In order to identify target genes linked to asthmatic pathology of hsa-miR-148b-3p, hsa-miR-221-5p, hsa-miR-618, hsa-miR-941, and hsa-miR-769-5p, differentially expressed miRNAs in the serum between the OCS-treated and non-OCS-treated patients with severe asthma, pathway enrichment analysis of dysregulated miRNAs was performed using the DIANA-miRPath v3.0 bioinformatic online resource [47]. Relevant pathways for asthma disease were represented when a p-value < 0.05, and the related genes were analyzed by RT-PCR, as previously mentioned.

4.4. Statistical Analysis

Statistical analyses and graphs were created with GraphPad Prism^® v6-8.0 (GraphPad Software Inc., San Diego, CA, USA) and R software^® v4.1.0 [44] (R Foundation for Statistical Computing, Vienna, Austria).

Results are shown as the mean (standard deviation, SD) or median (interquartile range, IQR) values. For all statistical analyses, differences showing p < 0.05 were considered significant. Normality was analyzed by means of the Shapiro–Wilk test. For continuous variables, comparisons of normally distributed data between non-paired groups were performed via an unpaired t test (equal SD) and t test with Welch’s correction (different SD), and non-normally distributed data and non-paired groups were compared by the Mann–Whitney test.
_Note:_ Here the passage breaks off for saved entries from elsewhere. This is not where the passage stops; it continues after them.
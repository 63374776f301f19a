//! Error types for sift.
//!
//! This module defines the error taxonomy using `thiserror`. Errors compose
//! via `?` and `From` conversions.
//!
//! # Error Hierarchy
//!
//! - [`AppError`] - Top-level error returned from `main`
//!   - `ConfigError` - malformed config file
//!   - `LoggingError` - tracing subscriber setup
//!   - `TuiError` - terminal failures
//!   - [`ClientError`] - HTTP client construction
//! - [`ClientError`] - remote lookup/search failures (never fatal once running)
//! - [`StoreError`] - key-value persistence failures (never fatal)
//!
//! # Recovery Strategy
//!
//! Failures of the two asynchronous operations are caught at their boundary
//! and turned into UI state transitions:
//!
//! - autocomplete failure: fall back to history-only suggestions, or hide
//! - search failure: single error banner, loading cleared
//! - persistence failure: logged and ignored, history stays in memory
//!
//! Only startup errors (config, logging, terminal) reach `main`.

use crate::config::loader::ConfigError;
use crate::logging::LoggingError;
use crate::view::TuiError;
use std::path::PathBuf;
use thiserror::Error;

/// Top-level application error.
#[derive(Debug, Error)]
pub enum AppError {
    /// Configuration file exists but could not be read or parsed.
    #[error("Configuration error: {0}")]
    Config(#[from] ConfigError),

    /// Tracing subscriber could not be installed.
    #[error("Logging setup failed: {0}")]
    Logging(#[from] LoggingError),

    /// Terminal setup, rendering or teardown failed.
    #[error("Terminal error: {0}")]
    Tui(#[from] TuiError),

    /// HTTP client could not be constructed.
    #[error("HTTP client error: {0}")]
    Client(#[from] ClientError),
}

/// Failure of a remote autocomplete or search request.
///
/// Cloneable so completions can be inspected and logged after being routed
/// through the dispatcher channel.
#[derive(Debug, Error, Clone, PartialEq, Eq)]
pub enum ClientError {
    /// Connection, DNS, TLS or timeout failure. No response was received.
    #[error("request failed: {0}")]
    Transport(String),

    /// The server answered with a non-success status.
    ///
    /// `message` carries the `error` field of the JSON body when present.
    #[error("server returned status {status}")]
    Status {
        /// HTTP status code.
        status: u16,
        /// Server-provided error text, used verbatim in the UI.
        message: Option<String>,
    },

    /// A success response whose body was not the expected JSON shape.
    #[error("invalid response body: {0}")]
    Decode(String),
}

impl ClientError {
    /// Server-provided error text, if any.
    pub fn server_message(&self) -> Option<&str> {
        match self {
            ClientError::Status {
                message: Some(message),
                ..
            } if !message.is_empty() => Some(message.as_str()),
            _ => None,
        }
    }
}

impl From<reqwest::Error> for ClientError {
    fn from(err: reqwest::Error) -> Self {
        if err.is_decode() {
            ClientError::Decode(err.to_string())
        } else {
            ClientError::Transport(err.to_string())
        }
    }
}

/// Failure of the durable key-value store.
///
/// Always non-fatal: callers log the error and carry on with in-memory state.
#[derive(Debug, Error)]
pub enum StoreError {
    /// Reading or writing the backing file failed.
    #[error("storage I/O error at {path}: {source}")]
    Io {
        /// Backing file path.
        path: PathBuf,
        /// Underlying I/O error.
        #[source]
        source: std::io::Error,
    },

    /// The backing file exists but is not a JSON object of strings.
    #[error("storage file {path} is corrupt: {reason}")]
    Corrupt {
        /// Backing file path.
        path: PathBuf,
        /// Parse error details.
        reason: String,
    },

    /// A value could not be encoded.
    #[error("failed to encode value for key {key}: {reason}")]
    Encode {
        /// Key being written.
        key: String,
        /// Serializer error details.
        reason: String,
    },

    /// The store refused the write (e.g. a full or read-only backend).
    #[error("storage unavailable: {0}")]
    Unavailable(String),
}

#[cfg(test)]
mod tests {
    use super::*;

    #[test]
    fn server_message_only_for_status_with_text() {
        let err = ClientError::Status {
            status: 400,
            message: Some("bad query".to_string()),
        };
        assert_eq!(err.server_message(), Some("bad query"));

        let err = ClientError::Status {
            status: 500,
            message: None,
        };
        assert_eq!(err.server_message(), None);

        let err = ClientError::Transport("connection refused".to_string());
        assert_eq!(err.server_message(), None);
    }

    #[test]
    fn encode_error_names_the_key_written() {
        let err = StoreError::Encode {
            key: "search_history".to_string(),
            reason: "invalid".to_string(),
        };
        assert_eq!(
            err.to_string(),
            "failed to encode value for key search_history: invalid"
        );
    }

    #[test]
    fn empty_server_message_is_ignored() {
        let err = ClientError::Status {
            status: 500,
            message: Some(String::new()),
        };
        assert_eq!(err.server_message(), None);
    }

    #[test]
    fn store_error_display_includes_path() {
        let err = StoreError::Corrupt {
            path: PathBuf::from("/tmp/storage.json"),
            reason: "expected value".to_string(),
        };
        assert!(err.to_string().contains("/tmp/storage.json"));
    }
}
Additionally, correlations between the miRNA expression levels (ΔCt) and some clinical parameters (quantitative variables) were estimated by Spearman (non-normally distributed data) or Pearson (normally distributed data) correlation; the Fisher exact test was applied to a 2 × 2 contingency table to test the null hypothesis of the independence of groups and some clinical characteristics (qualitative variables). Finally, the expression profile (ΔCt) of each differentially expressed miRNA was used to create receiver operator characteristic (ROC) curves, and logistic regression models were developed to evaluate the performance of miRNA as biomarkers; an area under the curve (AUC) of 0.7 indicated an acceptable biomarker.

5. Conclusions

In summary, we describe the significant differences in the expression of eight miRNAs, hsa-miR-148b-3p, hsa-miR-221-5p, hsa-miR-618, hsa-miR-941, hsa-miR-769-5p, hsa-miR-144-3p, hsa-miR-144-5p, and hsa-miR-451a (the first five in serum and the last three in lung tissue). These miRNAs could be used as biomarkers of oral corticosteroid treatment, allowing for the differentiation of patients treated with OCS from the patients not treated with OCS.